| WHAT TO DO |
Working through the lines below, return each one that holds "Response".

_ _ _ _

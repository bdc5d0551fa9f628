//! # Flight WebSocket Server
//!
//! Live updates for authenticated flight observers:
//! - Per-flight subscriptions, checked against flight ownership
//! - Operator-wide warnings, delivered regardless of subscriptions
//! - Best-effort delivery with a bounded queue per connection
//!
//! ## Protocol
//!
//! Messages are JSON-encoded using the types from `flight_core::events`:
//! - Server → Client: `ServerMessage`
//! - Client → Server: `ClientMessage`

pub mod error;
pub mod hub;

pub use error::{WsError, WsResult};
pub use hub::{FlightAccess, WebSocketHub, DEFAULT_CLIENT_BUFFER};

use flight_core::{OperatorId, ServerMessage};

use futures_util::stream::{SplitSink, SplitStream};
use futures_util::{Sink, SinkExt, StreamExt};
use std::net::SocketAddr;
use std::sync::Arc;
use tokio::net::{TcpListener, TcpStream};
use tokio::sync::mpsc;
use tokio_tungstenite::{accept_hdr_async, WebSocketStream};
use tokio_tungstenite::tungstenite::handshake::server::{ErrorResponse, Request, Response};
use tokio_tungstenite::tungstenite::protocol::frame::coding::CloseCode;
use tokio_tungstenite::tungstenite::protocol::CloseFrame;
use tokio_tungstenite::tungstenite::{self, Message};
use tokio_util::sync::CancellationToken;
use tracing::{debug, error, info, warn};
use uuid::Uuid;

const WELCOME: &str = "Connected to flight tracker WebSocket server";

/// Resolves an observer credential to the operator it belongs to.
///
/// The error string is sent as the close reason.
pub trait ObserverAuthenticator: Send + Sync {
    fn authenticate(&self, token: &str) -> Result<OperatorId, String>;
}

/// Bind `port` on all interfaces and serve until `shutdown` is cancelled
pub async fn start_server(
    hub: Arc<WebSocketHub>,
    auth: Arc<dyn ObserverAuthenticator>,
    port: u16,
    shutdown: CancellationToken,
) -> WsResult<()> {
    let addr = format!("0.0.0.0:{}", port);
    let listener = TcpListener::bind(&addr).await?;

    info!("🔌 WebSocket server listening on ws://{}", addr);
    serve(listener, hub, auth, shutdown).await
}

/// Accept connections on an already bound listener
pub async fn serve(
    listener: TcpListener,
    hub: Arc<WebSocketHub>,
    auth: Arc<dyn ObserverAuthenticator>,
    shutdown: CancellationToken,
) -> WsResult<()> {
    loop {
        tokio::select! {
            _ = shutdown.cancelled() => {
                info!("WebSocket server stopping");
                return Ok(());
            }
            accepted = listener.accept() => match accepted {
                Ok((stream, addr)) => {
                    let hub = hub.clone();
                    let auth = auth.clone();
                    let shutdown = shutdown.clone();
                    tokio::spawn(async move {
                        if let Err(e) = handle_connection(hub, auth, stream, addr, shutdown).await {
                            debug!(peer = %addr, error = %e, "WebSocket connection ended with error");
                        }
                    });
                }
                Err(e) => {
                    error!(error = %e, "Failed to accept WebSocket connection");
                }
            }
        }
    }
}

/// Credential from `?token=` or an `Authorization: Bearer` header
fn extract_token(req: &Request) -> Option<String> {
    let from_query = req
        .uri()
        .query()
        .and_then(|q| q.split('&').find_map(|pair| pair.strip_prefix("token=")))
        .filter(|t| !t.is_empty())
        .map(str::to_string);

    from_query.or_else(|| {
        req.headers()
            .get("authorization")
            .and_then(|v| v.to_str().ok())
            .and_then(|v| v.strip_prefix("Bearer "))
            .map(|t| t.trim().to_string())
            .filter(|t| !t.is_empty())
    })
}

async fn send_json<S>(sink: &mut S, message: &ServerMessage) -> WsResult<()>
where
    S: Sink<Message, Error = tungstenite::Error> + Unpin,
{
    let json = serde_json::to_string(message)?;
    sink.send(Message::Text(json.into())).await?;
    Ok(())
}

/// Handle a single WebSocket connection
async fn handle_connection(
    hub: Arc<WebSocketHub>,
    auth: Arc<dyn ObserverAuthenticator>,
    stream: TcpStream,
    addr: SocketAddr,
    shutdown: CancellationToken,
) -> WsResult<()> {
    let mut token = None;
    let ws_stream = accept_hdr_async(
        stream,
        |req: &Request, resp: Response| -> Result<Response, ErrorResponse> {
            token = extract_token(req);
            Ok(resp)
        },
    )
    .await?;
    let (mut ws_sender, mut ws_receiver) = ws_stream.split();

    let verdict = match token.as_deref() {
        Some(token) => auth.authenticate(token),
        None => Err("Authentication required".to_string()),
    };
    let operator_id = match verdict {
        Ok(operator_id) => operator_id,
        Err(reason) => {
            warn!(peer = %addr, reason = %reason, "Rejected WebSocket observer");
            ws_sender
                .send(Message::Close(Some(CloseFrame {
                    code: CloseCode::Policy,
                    reason: reason.into(),
                })))
                .await?;
            return Ok(());
        }
    };

    let client_id = Uuid::new_v4();
    info!(client_id = %client_id, operator_id = %operator_id, peer = %addr, "🔗 WebSocket client connected");
    let mut outbound = hub.register_client(client_id, operator_id);

    let result = pump(&hub, client_id, &mut ws_sender, &mut ws_receiver, &mut outbound, &shutdown).await;

    hub.unregister_client(client_id);
    info!(client_id = %client_id, "🔌 WebSocket client disconnected");
    result
}

/// Move messages between one registered client and its socket until either side closes
async fn pump(
    hub: &WebSocketHub,
    client_id: Uuid,
    ws_sender: &mut SplitSink<WebSocketStream<TcpStream>, Message>,
    ws_receiver: &mut SplitStream<WebSocketStream<TcpStream>>,
    outbound: &mut mpsc::Receiver<ServerMessage>,
    shutdown: &CancellationToken,
) -> WsResult<()> {
    send_json(
        ws_sender,
        &ServerMessage::Connected {
            message: WELCOME.to_string(),
        },
    )
    .await?;

    loop {
        tokio::select! {
            Some(message) = outbound.recv() => {
                send_json(ws_sender, &message).await?;
            }
            incoming = ws_receiver.next() => match incoming {
                Some(Ok(Message::Text(text))) => {
                    let reply = hub.handle_text(client_id, text.as_str()).await;
                    send_json(ws_sender, &reply).await?;
                }
                Some(Ok(Message::Binary(_))) => {
                    warn!(client_id = %client_id, "Unexpected binary message");
                    send_json(ws_sender, &ServerMessage::error("Invalid message format")).await?;
                }
                Some(Ok(Message::Close(_))) | None => return Ok(()),
                // Pings are answered by tungstenite
                Some(Ok(_)) => {}
                Some(Err(e)) => return Err(e.into()),
            },
            _ = shutdown.cancelled() => {
                let _ = ws_sender.send(Message::Close(None)).await;
                return Ok(());
            }
        }
    }
}

// ============================================================================
// TESTS
// ============================================================================

#[cfg(test)]
mod tests {
    use super::*;
    use async_trait::async_trait;
    use flight_core::SessionId;
    use tokio_tungstenite::connect_async;

    struct PrefixAuth;

    impl ObserverAuthenticator for PrefixAuth {
        fn authenticate(&self, token: &str) -> Result<OperatorId, String> {
            if token.starts_with("op-") {
                Ok(OperatorId::new(token))
            } else {
                Err("Invalid token".into())
            }
        }
    }

    struct DenyAll;

    #[async_trait]
    impl FlightAccess for DenyAll {
        async fn can_observe(&self, _: &OperatorId, _: &SessionId) -> bool {
            false
        }
    }

    async fn spawn_server() -> (SocketAddr, Arc<WebSocketHub>, CancellationToken) {
        let listener = TcpListener::bind("127.0.0.1:0").await.unwrap();
        let addr = listener.local_addr().unwrap();
        let hub = Arc::new(WebSocketHub::new(Arc::new(DenyAll), None));
        let shutdown = CancellationToken::new();
        tokio::spawn(serve(listener, hub.clone(), Arc::new(PrefixAuth), shutdown.clone()));
        (addr, hub, shutdown)
    }

    fn decode(message: Message) -> ServerMessage {
        match message {
            Message::Text(text) => serde_json::from_str(text.as_str()).unwrap(),
            other => panic!("expected text frame, got {other:?}"),
        }
    }

    #[test]
    fn test_token_from_query_or_header() {
        let req = Request::builder().uri("/ws?foo=1&token=abc").body(()).unwrap();
        assert_eq!(extract_token(&req).as_deref(), Some("abc"));

        let req = Request::builder()
            .uri("/ws")
            .header("Authorization", "Bearer xyz")
            .body(())
            .unwrap();
        assert_eq!(extract_token(&req).as_deref(), Some("xyz"));

        let req = Request::builder().uri("/ws?token=").body(()).unwrap();
        assert_eq!(extract_token(&req), None);
    }

    #[tokio::test]
    async fn test_connect_and_ping() {
        let (addr, hub, shutdown) = spawn_server().await;
        let (mut ws, _) = connect_async(format!("ws://{addr}/?token=op-1")).await.unwrap();

        let welcome = decode(ws.next().await.unwrap().unwrap());
        assert!(matches!(welcome, ServerMessage::Connected { .. }));
        assert_eq!(hub.client_count(), 1);

        ws.send(Message::Text(r#"{"type":"ping"}"#.into())).await.unwrap();
        assert_eq!(decode(ws.next().await.unwrap().unwrap()), ServerMessage::Pong);

        let flight = SessionId::new();
        ws.send(Message::Text(
            format!(r#"{{"type":"subscribe","flight_id":"{}"}}"#, flight.0).into(),
        ))
        .await
        .unwrap();
        assert_eq!(
            decode(ws.next().await.unwrap().unwrap()),
            ServerMessage::error("Flight not found or access denied")
        );

        shutdown.cancel();
    }

    #[tokio::test]
    async fn test_missing_token_closes_with_policy_code() {
        let (addr, hub, shutdown) = spawn_server().await;
        let (mut ws, _) = connect_async(format!("ws://{addr}/")).await.unwrap();

        match ws.next().await.unwrap().unwrap() {
            Message::Close(Some(frame)) => {
                assert_eq!(frame.code, CloseCode::Policy);
                assert_eq!(frame.reason.as_str(), "Authentication required");
            }
            other => panic!("expected close frame, got {other:?}"),
        }
        assert_eq!(hub.client_count(), 0);

        shutdown.cancel();
    }

    #[tokio::test]
    async fn test_invalid_token_rejected() {
        let (addr, _, shutdown) = spawn_server().await;
        let (mut ws, _) = connect_async(format!("ws://{addr}/?token=forged")).await.unwrap();

        assert!(matches!(
            ws.next().await.unwrap().unwrap(),
            Message::Close(Some(frame)) if frame.code == CloseCode::Policy
        ));
        shutdown.cancel();
    }
}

_ _ _ _

| ANSWER SPACE |
use tokio_tungstenite::tungstenite::handshake::server::{ErrorResponse, Request, Response};
        |req: &Request, resp: Response| -> Result<Response, ErrorResponse> {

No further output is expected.